The following days were a series of tests, x-rays, and other exams. Nobody who examined me ever suggested that they felt my pain was other than real, but no evidence was found for a cause with any test the hospital at Ft. Eustis was capable of performing. On October 8th, I was put in an ambulance and transported to Bethesda Medical Center for a full-body bone scan, with and without contrast.
On October 9th I was informed that the bone scan had revealed a shadow on the left femur that had not previously been seen on x-ray. I was scheduled for a biopsy of the site of the shadow for the following morning.
The doctor who performed the surgical biopsy deserves some mention, I think. He was Col.
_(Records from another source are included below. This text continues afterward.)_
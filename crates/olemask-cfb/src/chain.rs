use std::fmt;
use std::ops::Range;

pub const ENDOFCHAIN: u32 = 0xFFFF_FFFE;
pub const FREESECT: u32 = 0xFFFF_FFFF;
pub const FATSECT: u32 = 0xFFFF_FFFD;
pub const DIFSECT: u32 = 0xFFFF_FFFC;

/// One contiguous run of stream bytes inside the container.
#[derive(Debug, Clone, Copy, PartialEq, Eq)]
pub struct ChainChunk {
    pub offset: usize,
    pub len: usize,
}

/// How a chain walk ended.
#[derive(Debug, Clone, Copy, PartialEq, Eq)]
pub enum ChainStatus {
    /// Every requested byte was resolved.
    Complete,
    /// `ENDOFCHAIN`/`FREESECT` arrived before the requested length was covered. The resolved
    /// prefix is usable.
    EndedEarly { missing: usize },
    /// A link pointed outside the allocation table, or at bytes outside the container.
    InvalidSector { sector: u32 },
    /// A link revisited a sector already on the chain.
    Cycle { sector: u32 },
    /// More links than the table has entries.
    HopBudgetExhausted { hops: usize },
}

impl ChainStatus {
    /// Broken chains make the whole stream untrustworthy: nothing gets written through them.
    pub fn is_broken(&self) -> bool {
        matches!(
            self,
            ChainStatus::InvalidSector { .. }
                | ChainStatus::Cycle { .. }
                | ChainStatus::HopBudgetExhausted { .. }
        )
    }
}

impl fmt::Display for ChainStatus {
    fn fmt(&self, f: &mut fmt::Formatter<'_>) -> fmt::Result {
        match self {
            ChainStatus::Complete => f.write_str("complete"),
            ChainStatus::EndedEarly { missing } => {
                write!(f, "chain ended {missing} bytes short of the stream size")
            }
            ChainStatus::InvalidSector { sector } => write!(f, "invalid sector {sector:#x}"),
            ChainStatus::Cycle { sector } => write!(f, "chain loops back to sector {sector:#x}"),
            ChainStatus::HopBudgetExhausted { hops } => {
                write!(f, "chain exceeded its hop budget after {hops} links")
            }
        }
    }
}

/// A part of a stream range mapped onto the container.
#[derive(Debug, Clone, Copy, PartialEq, Eq)]
pub struct PhysicalPiece {
    pub container_offset: usize,
    pub stream_offset: usize,
    pub len: usize,
}

/// The ordered container locations a stream occupies.
#[derive(Debug, Clone, PartialEq, Eq)]
pub struct ChainResolution {
    pub chunks: Vec<ChainChunk>,
    pub status: ChainStatus,
    /// Sector (or mini sector) size; every chunk but the last is exactly this long.
    pub unit: usize,
}

impl ChainResolution {
    pub fn resolved_len(&self) -> usize {
        self.chunks.iter().map(|c| c.len).sum()
    }

    /// Reassemble the resolved bytes in chain order.
    pub fn gather(&self, container: &[u8]) -> Vec<u8> {
        let mut out = Vec::with_capacity(self.resolved_len());
        for chunk in &self.chunks {
            if let Some(bytes) = container.get(chunk.offset..chunk.offset + chunk.len) {
                out.extend_from_slice(bytes);
            }
        }
        out
    }

    /// Map a stream-relative range onto container offsets. Bytes past the resolved length are
    /// silently dropped; callers compare against [`ChainResolution::resolved_len`].
    pub fn locate(&self, range: Range<usize>) -> Vec<PhysicalPiece> {
        let mut out = Vec::new();
        if self.unit == 0 || range.start >= range.end {
            return out;
        }
        let mut pos = range.start;
        while pos < range.end {
            let index = pos / self.unit;
            let Some(chunk) = self.chunks.get(index) else {
                break;
            };
            let within = pos - index * self.unit;
            if within >= chunk.len {
                break;
            }
            let len = (chunk.len - within).min(range.end - pos);
            out.push(PhysicalPiece {
                container_offset: chunk.offset + within,
                stream_offset: pos,
                len,
            });
            pos += len;
        }
        out
    }
}

/// Walk `table` from `start`, emitting one chunk of at most `unit` bytes per link until
/// `byte_len` bytes are covered.
///
/// `place(sector, len)` maps a link to its container offset, or `None` when the bytes would fall
/// outside the container.
pub(crate) fn walk_chain<F>(
    table: &[u32],
    start: u32,
    byte_len: usize,
    unit: usize,
    mut place: F,
) -> ChainResolution
where
    F: FnMut(u32, usize) -> Option<usize>,
{
    let mut chunks = Vec::new();
    let finish = |chunks, status| ChainResolution {
        chunks,
        status,
        unit,
    };

    let mut visited = vec![false; table.len()];
    let mut remaining = byte_len;
    let mut sector = start;
    let mut hops = 0usize;
    while remaining > 0 {
        if sector == ENDOFCHAIN || sector == FREESECT {
            return finish(chunks, ChainStatus::EndedEarly { missing: remaining });
        }
        let index = sector as usize;
        if index >= table.len() {
            return finish(chunks, ChainStatus::InvalidSector { sector });
        }
        if hops >= table.len() {
            return finish(chunks, ChainStatus::HopBudgetExhausted { hops });
        }
        if visited[index] {
            return finish(chunks, ChainStatus::Cycle { sector });
        }
        visited[index] = true;
        hops += 1;

        let len = remaining.min(unit);
        let Some(offset) = place(sector, len) else {
            return finish(chunks, ChainStatus::InvalidSector { sector });
        };
        chunks.push(ChainChunk { offset, len });
        remaining -= len;
        sector = table[index];
    }
    finish(chunks, ChainStatus::Complete)
}

/// Collect the sector ids of a metadata chain (directory, MiniFAT) up to `ENDOFCHAIN`.
pub(crate) fn collect_sectors(table: &[u32], start: u32) -> Result<Vec<u32>, ChainStatus> {
    let mut out = Vec::new();
    let mut visited = vec![false; table.len()];
    let mut sector = start;
    while sector != ENDOFCHAIN && sector != FREESECT {
        let index = sector as usize;
        if index >= table.len() {
            return Err(ChainStatus::InvalidSector { sector });
        }
        if visited[index] {
            return Err(ChainStatus::Cycle { sector });
        }
        visited[index] = true;
        out.push(sector);
        sector = table[index];
    }
    Ok(out)
}
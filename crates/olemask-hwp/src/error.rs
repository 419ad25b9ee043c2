use olemask_core::MaskError;
use thiserror::Error;

#[derive(Debug, Error)]
pub enum HwpError {
    #[error("FileHeader stream is {len} bytes, expected at least 40")]
    FileHeaderTooShort { len: usize },
    #[error("FileHeader signature is not `HWP Document File`")]
    BadSignature,
    #[error("section does not inflate: {0}")]
    Inflate(#[source] std::io::Error),
    #[error("section inflates past {limit} bytes")]
    InflatedTooLarge { limit: usize },
    #[error("section recompresses to {recompressed} bytes but the stream holds {available}")]
    RecompressedTooLarge { recompressed: usize, available: usize },
    #[error("section does not deflate: {0}")]
    Deflate(#[source] std::io::Error),
    #[error(transparent)]
    Mask(#[from] MaskError),
}
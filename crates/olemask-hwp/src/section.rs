//! Body section streams: raw-deflate transport and paragraph text redaction.

use std::io::{Read, Write};

use flate2::read::DeflateDecoder;
use flate2::write::DeflateEncoder;
use flate2::Compression;
use olemask_core::{redact_decoded, MaskContext, RedactionReport, StreamBuffer};

use crate::error::HwpError;
use crate::para_text::decode_para_text;
use crate::records::{parse_records, HwpTag};

/// Upper bound on an inflated section or `BinData` stream.
pub const MAX_INFLATED_LEN: usize = 256 * 1024 * 1024;

/// Inflate a raw-deflate stream (no zlib header). Bytes after the final deflate block, such as
/// the zero padding this crate writes, are ignored.
pub fn inflate(raw: &[u8]) -> Result<Vec<u8>, HwpError> {
    inflate_with_limit(raw, MAX_INFLATED_LEN)
}

pub fn inflate_with_limit(raw: &[u8], limit: usize) -> Result<Vec<u8>, HwpError> {
    let mut out = Vec::new();
    DeflateDecoder::new(raw)
        .take(limit as u64 + 1)
        .read_to_end(&mut out)
        .map_err(HwpError::Inflate)?;
    if out.len() > limit {
        return Err(HwpError::InflatedTooLarge { limit });
    }
    Ok(out)
}

/// Raw-deflate `data` at best compression and zero-pad the result to exactly `available` bytes.
pub fn deflate_to_fit(data: &[u8], available: usize) -> Result<Vec<u8>, HwpError> {
    let mut encoder = DeflateEncoder::new(Vec::with_capacity(available), Compression::best());
    encoder.write_all(data).map_err(HwpError::Deflate)?;
    let mut out = encoder.finish().map_err(HwpError::Deflate)?;
    if out.len() > available {
        return Err(HwpError::RecompressedTooLarge {
            recompressed: out.len(),
            available,
        });
    }
    out.resize(available, 0);
    Ok(out)
}

/// Mask paragraph text in a decompressed section. Only `HWPTAG_PARA_TEXT` records are touched;
/// a record clipped by the end of the stream is still scanned over its available bytes and
/// reported. Returns the number of spans masked.
pub fn redact_section_records(
    ctx: &MaskContext<'_>,
    section: &mut StreamBuffer,
    site: &str,
    report: &mut RedactionReport,
) -> usize {
    let records: Vec<_> = parse_records(section.bytes()).collect();
    let mut hits = 0usize;
    for record in records {
        if record.is_truncated() {
            report.warn(
                site,
                format!(
                    "record tag {} at offset {} declares {} bytes, only {} present",
                    record.tag_id,
                    record.offset,
                    record.declared_size,
                    record.data_end - record.data_start
                ),
            );
        }
        if record.tag() != HwpTag::ParaText {
            continue;
        }
        let decoded = decode_para_text(record.payload(section.bytes()), record.data_start);
        hits += redact_decoded(ctx, section, &decoded, site);
    }
    hits
}

/// A section whose paragraph text changed.
#[derive(Debug, Clone, PartialEq, Eq)]
pub struct RedactedSection {
    pub hits: usize,
    /// Replacement stream bytes, exactly as long as the stored stream.
    pub bytes: Vec<u8>,
}

/// Redact one section stream as stored in the container. `Ok(None)` when nothing was masked.
pub fn redact_section_stream(
    ctx: &MaskContext<'_>,
    raw: &[u8],
    compressed: bool,
    site: &str,
    report: &mut RedactionReport,
) -> Result<Option<RedactedSection>, HwpError> {
    let plain = if compressed { inflate(raw)? } else { raw.to_vec() };
    let mut section = StreamBuffer::scratch(plain);
    let hits = redact_section_records(ctx, &mut section, site, report);
    if hits == 0 || !section.is_dirty() {
        return Ok(None);
    }
    log::debug!("{site}: {hits} spans masked");

    let bytes = if compressed {
        deflate_to_fit(section.bytes(), raw.len())?
    } else {
        section.into_bytes()
    };
    Ok(Some(RedactedSection { hits, bytes }))
}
James W. Blunt, Jr, MD. He was the Chief of Orthopedic Surgery at Ft. Eustis at the time in question. He was also the Hospital Commander, and the highest ranking Orthopedic Surgeon in the United States Army.
I went into surgery at 0700 on October 10, 1980. I was back in my room after recovery by noon. At 1300 I was informed that I had a bone tumor – eosynophilic granuloma (please forgive me if I misspelled it – I am not an oncologist), and that I would be permanently disabled.
I want to call attention to a few facts of this narrative. First – that I experienced extreme pain all of the 23 days before we knew what was causing it. Second, there actually was a very real problem. Third, that the same sensitivity to changes in my body is why when I experience a migraine headache now, it isn’t something I can medicate and still go on with a normal day.